From: sjd7901 at tam2000.tamu.edu (Stephen Decovic)

Texas Ren Faire (located 1 hour north of Houston, Tx) does a

wonderful medieval wedding. It includes a ceremony at a wood

beam frame chapel (open to sky and covered in flowering vines),

a wedding parade and food (I think).  For more information call

1-800-458-3435.

                   -------------------------

From: derly2 at ix.netcom.com (Derly N. Ramirez II )

The Texas Renaissance Festival, located in Magnolia, Texas

(about 30 miles north of Houston) does weddings during the run

of the fair.  They have several wedding packages and price

ranges.  The price includes admission to the fair for the

wedding party and a ride in the Grande Marche for the bride and

groom.  Options include wedding performed in the chapel, horse

drawn carriage for the bride. reception in the Italian gardens

(a private dining area), and full catering.  The weddings must

be reserved in advance, and last year all but one slot was sold.

Performers attend the wedding adding a nice feel to the

proceedings.

                   -------------------------

From: w246 at gf001e0 at seag.fingerhut.com (Bruce Albrecht)

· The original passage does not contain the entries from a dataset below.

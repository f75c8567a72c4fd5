//! Headless mode - NDJSON in, NDJSON out
//!
//! Messages are read from stdin, one JSON [`Message`](eve_app::Message) per
//! line. Everything the inspector would send to the backend, plus the state
//! changes the engine reports, is written to stdout as one JSON event per
//! line.
//!
//! # Example Output
//!
//! ```json
//! {"event":"ready","config_dir":".","timestamp":1704700001000}
//! {"event":"summary_rebuilt","generation":1,"nodes":4,"timestamp":1704700001005}
//! {"event":"invoke","command":"SetLineWidth( 3 )","element_id":5,"element_type":"ROOT::Experimental::REveTrack","timestamp":1704700002000}
//! {"event":"panel","text":"GETPARS:gaus","timestamp":1704700003000}
//! ```

pub mod runner;

use std::io::{self, Write};

use chrono::Utc;
use serde::Serialize;
use tracing::error;

use eve_app::{EngineEvent, Outgoing, Transport};
use eve_core::{ElementId, Result};

/// Events emitted in headless mode
#[derive(Debug, Clone, PartialEq, Serialize)]
#[serde(tag = "event", rename_all = "snake_case")]
pub enum HeadlessEvent {
    /// Engine created and listening on stdin
    Ready { config_dir: String, timestamp: i64 },

    /// Remote method call on a scene element
    Invoke {
        command: String,
        element_id: ElementId,
        element_type: String,
        timestamp: i64,
    },

    /// Prefixed fit-panel frame
    Panel { text: String, timestamp: i64 },

    SummaryRebuilt {
        generation: u64,
        nodes: usize,
        timestamp: i64,
    },

    EditorOpened {
        element_id: ElementId,
        path: String,
        title: String,
        controls: usize,
        timestamp: i64,
    },

    EditorClosed { element_id: ElementId, timestamp: i64 },

    FitHistoryChanged {
        len: usize,
        cursor: usize,
        timestamp: i64,
    },

    /// Error occurred
    Error {
        message: String,
        fatal: bool,
        timestamp: i64,
    },
}

impl HeadlessEvent {
    /// Emit this event to stdout as JSON
    pub fn emit(&self) {
        let mut stdout = io::stdout().lock();
        if let Err(e) = self.write_to(&mut stdout) {
            error!("Failed to write headless event to stdout: {}", e);
        }
    }

    /// Write this event as one NDJSON line and flush.
    pub fn write_to(&self, out: &mut impl Write) -> Result<()> {
        let json = serde_json::to_string(self)?;
        writeln!(out, "{}", json)?;
        out.flush()?;
        Ok(())
    }

    /// Get current timestamp in milliseconds
    fn now() -> i64 {
        Utc::now().timestamp_millis()
    }

    // ─────────────────────────────────────────────────────────
    // Convenience constructors
    // ─────────────────────────────────────────────────────────

    pub fn ready(config_dir: &str) -> Self {
        Self::Ready {
            config_dir: config_dir.to_string(),
            timestamp: Self::now(),
        }
    }

    pub fn error(message: String, fatal: bool) -> Self {
        Self::Error {
            message,
            fatal,
            timestamp: Self::now(),
        }
    }

    pub fn from_outgoing(frame: Outgoing) -> Self {
        let timestamp = Self::now();
        match frame {
            Outgoing::Invocation(request) => Self::Invoke {
                command: request.command,
                element_id: request.target.element_id,
                element_type: request.target.element_type,
                timestamp,
            },
            Outgoing::Panel { text } => Self::Panel { text, timestamp },
        }
    }

    pub fn from_engine_event(event: EngineEvent) -> Self {
        let timestamp = Self::now();
        match event {
            EngineEvent::SummaryRebuilt { generation, nodes } => Self::SummaryRebuilt {
                generation,
                nodes,
                timestamp,
            },
            EngineEvent::EditorOpened {
                element_id,
                path,
                title,
                controls,
            } => Self::EditorOpened {
                element_id,
                path,
                title,
                controls,
                timestamp,
            },
            EngineEvent::EditorClosed { element_id } => Self::EditorClosed {
                element_id,
                timestamp,
            },
            EngineEvent::FitHistoryChanged { len, cursor } => Self::FitHistoryChanged {
                len,
                cursor,
                timestamp,
            },
        }
    }
}

/// Transport that prints every outgoing frame as a headless event.
#[derive(Debug, Default)]
pub struct StdoutTransport;

impl Transport for StdoutTransport {
    fn send(&self, frame: Outgoing) -> Result<()> {
        let mut stdout = io::stdout().lock();
        HeadlessEvent::from_outgoing(frame).write_to(&mut stdout)
    }
}

#[cfg(test)]
mod tests {
    use super::*;
    use eve_app::dispatch::{InvocationRequest, InvocationTarget};

    fn line(event: &HeadlessEvent) -> serde_json::Value {
        let mut buf = Vec::new();
        tokio_test::assert_ok!(event.write_to(&mut buf));
        let text = String::from_utf8(buf).expect("not utf-8");
        assert!(text.ends_with('\n'));
        serde_json::from_str(text.trim_end()).expect("invalid JSON")
    }

    #[test]
    fn test_invocation_event_shape() {
        let event = HeadlessEvent::from_outgoing(Outgoing::Invocation(InvocationRequest {
            command: "SetRnrSelf( true )".into(),
            target: InvocationTarget::new(ElementId(5), "ROOT::Experimental::REveTrack"),
        }));
        let value = line(&event);

        assert_eq!(value["event"], "invoke");
        assert_eq!(value["command"], "SetRnrSelf( true )");
        assert_eq!(value["element_id"], 5);
        assert!(value["timestamp"].as_i64().unwrap() > 0);
    }

    #[test]
    fn test_panel_event_shape() {
        let event = HeadlessEvent::from_outgoing(Outgoing::Panel {
            text: "GETPARS:gaus".into(),
        });
        let value = line(&event);
        assert_eq!(value["event"], "panel");
        assert_eq!(value["text"], "GETPARS:gaus");
    }

    #[test]
    fn test_engine_event_conversion() {
        let event = HeadlessEvent::from_engine_event(EngineEvent::EditorClosed {
            element_id: ElementId(9),
        });
        let value = line(&event);
        assert_eq!(value["event"], "editor_closed");
        assert_eq!(value["element_id"], 9);
    }

    #[test]
    fn test_error_event() {
        let value = line(&HeadlessEvent::error("bad line".into(), false));
        assert_eq!(value["event"], "error");
        assert_eq!(value["fatal"], false);
    }
}
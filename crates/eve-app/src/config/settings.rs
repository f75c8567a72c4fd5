//! Settings parser for .eve/config.toml

use std::path::Path;

use super::types::Settings;
use eve_core::prelude::*;

const CONFIG_FILENAME: &str = "config.toml";
/// Directory holding the inspector config, relative to the config root.
pub const EVE_DIR: &str = ".eve";

/// Load settings from `.eve/config.toml` under `config_root`.
///
/// Returns default settings if the file doesn't exist or can't be parsed.
pub fn load_settings(config_root: &Path) -> Settings {
    let config_path = config_root.join(EVE_DIR).join(CONFIG_FILENAME);

    if !config_path.exists() {
        debug!("No config file at {:?}, using defaults", config_path);
        return Settings::default();
    }

    match std::fs::read_to_string(&config_path) {
        Ok(content) => match toml::from_str(&content) {
            Ok(settings) => {
                debug!("Loaded settings from {:?}", config_path);
                settings
            }
            Err(e) => {
                warn!("Failed to parse {:?}: {}", config_path, e);
                Settings::default()
            }
        },
        Err(e) => {
            warn!("Failed to read {:?}: {}", config_path, e);
            Settings::default()
        }
    }
}

/// Create `.eve/config.toml` with commented defaults if it is missing.
pub fn init_config_dir(config_root: &Path) -> Result<()> {
    let eve_dir = config_root.join(EVE_DIR);

    if !eve_dir.exists() {
        std::fs::create_dir_all(&eve_dir)
            .map_err(|e| Error::config(format!("Failed to create .eve dir: {}", e)))?;
        info!("Created .eve directory");
    }

    let config_path = eve_dir.join(CONFIG_FILENAME);
    if !config_path.exists() {
        std::fs::write(&config_path, generate_default_config())
            .map_err(|e| Error::config(format!("Failed to write config.toml: {}", e)))?;
        info!("Created default config.toml");
    }

    Ok(())
}

const CONFIG_HEADER: &str = "# EVE inspector configuration\n\n";

fn generate_default_config() -> String {
    format!(
        r#"{CONFIG_HEADER}[summary]
expand_level = 2            # Tree depth opened after a rebuild
highlight_debounce_ms = 200 # Quiet period before a hover highlight is sent
highlight_selection = "Global Highlight"
size_limit = 0              # Most summary nodes shown (0 = unlimited)

[ged]
default_color = "cyan"
string_width_px = 250
# palette = ["gold", "darkorange", "rgb(102,51,0)"]

[colors]
# ROOT colour index = CSS colour
# 41 = "rgb(204, 198, 170)"

# Extra editor schemas:
# [[schema]]
# class = "REveStraightLineSet"
# sub = ["REveElement"]
# entries = [{{ name = "LineWidth", type = "Number" }}]
"#
    )
}

#[cfg(test)]
mod tests {
    use super::*;
    use tempfile::tempdir;

    #[test]
    fn test_load_settings_defaults() {
        let temp = tempdir().unwrap();
        let settings = load_settings(temp.path());
        assert_eq!(settings, Settings::default());
    }

    #[test]
    fn test_load_settings_custom() {
        let temp = tempdir().unwrap();
        let eve_dir = temp.path().join(".eve");
        std::fs::create_dir_all(&eve_dir).unwrap();
        std::fs::write(
            eve_dir.join("config.toml"),
            "[summary]\nhighlight_debounce_ms = 50\n",
        )
        .unwrap();

        let settings = load_settings(temp.path());
        assert_eq!(settings.summary.highlight_debounce_ms, 50);
        assert_eq!(settings.summary.expand_level, 2);
    }

    #[test]
    fn test_load_settings_invalid_toml() {
        let temp = tempdir().unwrap();
        let eve_dir = temp.path().join(".eve");
        std::fs::create_dir_all(&eve_dir).unwrap();
        std::fs::write(eve_dir.join("config.toml"), "not valid toml {{{{").unwrap();

        assert_eq!(load_settings(temp.path()), Settings::default());
    }

    #[test]
    fn test_init_config_dir() {
        let temp = tempdir().unwrap();
        init_config_dir(temp.path()).unwrap();

        let path = temp.path().join(".eve/config.toml");
        assert!(path.exists());

        let content = std::fs::read_to_string(&path).unwrap();
        let parsed: Settings = toml::from_str(&content).expect("Default config should be valid TOML");
        assert_eq!(parsed, Settings::default());
    }

    #[test]
    fn test_init_config_dir_keeps_existing_file() {
        let temp = tempdir().unwrap();
        let eve_dir = temp.path().join(".eve");
        std::fs::create_dir_all(&eve_dir).unwrap();
        std::fs::write(eve_dir.join("config.toml"), "[ged]\nstring_width_px = 300\n").unwrap();

        init_config_dir(temp.path()).unwrap();
        assert_eq!(load_settings(temp.path()).ged.string_width_px, 300);
    }
}
/// One projected element.
#[derive(Debug, Clone, PartialEq, Serialize)]
pub struct SummaryNode {
    pub name: String,
    pub title: String,
    pub element_id: ElementId,
    pub master_id: ElementId,
    /// Position in the projection, e.g. `/0/childs/1`
    pub path: String,
    pub item_type: ItemType,
    pub visible: bool,
    pub highlight: HighlightState,
    /// CSS background; empty when not part of any selection
    pub background: String,
    /// CSS colour of the element's main colour; empty when unset
    pub main_color: String,
    pub selected: bool,
    #[serde(skip_serializing_if = "Option::is_none")]
    pub children: Option<Vec<SummaryNode>>,
}

impl SummaryNode {
    fn project(element: &Element, path: String, ctx: &SummaryContext<'_>) -> Self {
        let mut node = Self {
            name: String::new(),
            title: String::new(),
            element_id: element.id,
            master_id: element.effective_master_id(),
            path,
            item_type: ItemType::Active,
            visible: false,
            highlight: HighlightState::None,
            background: String::new(),
            main_color: String::new(),
            selected: false,
            children: None,
        };
        node.refresh_from(element, ctx);
        node
    }

    /// Re-read the derived attributes from the live element.
    fn refresh_from(&mut self, element: &Element, ctx: &SummaryContext<'_>) {
        self.name.clone_from(&element.name);
        self.title = element.display_title().to_string();
        self.master_id = element.effective_master_id();
        self.visible = !element.name.is_empty();

        if ctx.registry.is_editable(&element.type_name) {
            self.item_type = ItemType::DetailAndActive;
            // colour index 0 means "no colour"
            if let Some(index) = element.main_color.filter(|&i| i != 0) {
                self.main_color = ctx.colors.lookup(index).unwrap_or_default().to_string();
                self.selected = element.rnr_self.unwrap_or(false);
            } else {
                self.main_color.clear();
            }
        } else {
            self.item_type = ItemType::Active;
        }
    }

    pub fn has_children(&self) -> bool {
        self.children.is_some()
    }
}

There was a wedding at Bristol (WI) RF.  I know the Queen was

in attendance.

                   -------------------------

From: ladyjane at cyberverse.com (Lanfear)

I contacted the business offices of the RPFS and found that they

had an area in the back part of the Faire set aside for

weddings.  The cost was $500 and the area was very pretty and

included hay bales for guests to sit on, table to serve the

reception, and a flower-covered arch under which we could have

the wedding.  If I recall, the rental paid for 4 hours of use.

                   -------------------------

From: runyon at crc.ricoh.com

At the RPFN this year, there will be a REAL wedding in complete

period garb and, as much as possible, a complete Elizabethan

type ceremony...with mods to make it 20th century LEGAL.

                   -------------------------

From: gaswes at aol.com (Wendy Strader)

For those people who attend the RPFI faires, you know that

Deidre in PAD makes reservations for the wedding garden at both

Northern and Southern faires. This year RPFS had an herb garden

as a backround for weddings. Linda Underhill of LHC is a

minister and she also advises as to what would be appropriate

for a "period" wedding. Contact either one of these ladies for

advice.  Deidre can be reached at RPFI and Linda can be

contacted at 415-459-5123.

                   -------------------------

From: Robert Fogle <rmf at cipr.mgh.harvard.edu>

I know King Richard's Faire in Carver, MA does weddings.

                   -------------------------

From: "Frank Caddeo <FRANK at UMBC2.UMBC.EDU>

The Maryland RenFest does weddings.  The wedding takes place at

a small chapel set back in the trees in a shaded part of the

festival.  The reception is next door at The Dragon Inn.  This

is 3500 Sq Ft of deck.  It is a very nice area, also set back in

the woods.  They have an extensive costume wardrobe.  Food and

drink available to the celebrants include Turkey Legs, Steak on

a Stake, Knave Sandwhiches (Italian Sausage) Popovers, soda,

lemonade, ice tea, and your choice of beer served on the

grounds.  Generally a minstral or two will wander throughout the

wedding.

                   -------------------------

From: crowesnest at aol.com (Crowesnest)

Part of my job is being the event coordinator for weddings &

special events at the Maryland Renaissance Festival.  If you

want info from that perspective, just drop me a line and I'll

try to respond...or you can call me at my office (800) 296-7304.

My name is C.J.

 

================================================================

5.3:  I've been asked to decorate the reception hall for a

     friend of mine having a medieval style wedding.  Does

     anyone know of any herbs/plants/assorted greenery that

     would be appropriate?  I would appreciate any ideas as to

     how to decorate this hall.

 

From: djheydt at uclink.berkeley.edu (Dorothy J Heydt)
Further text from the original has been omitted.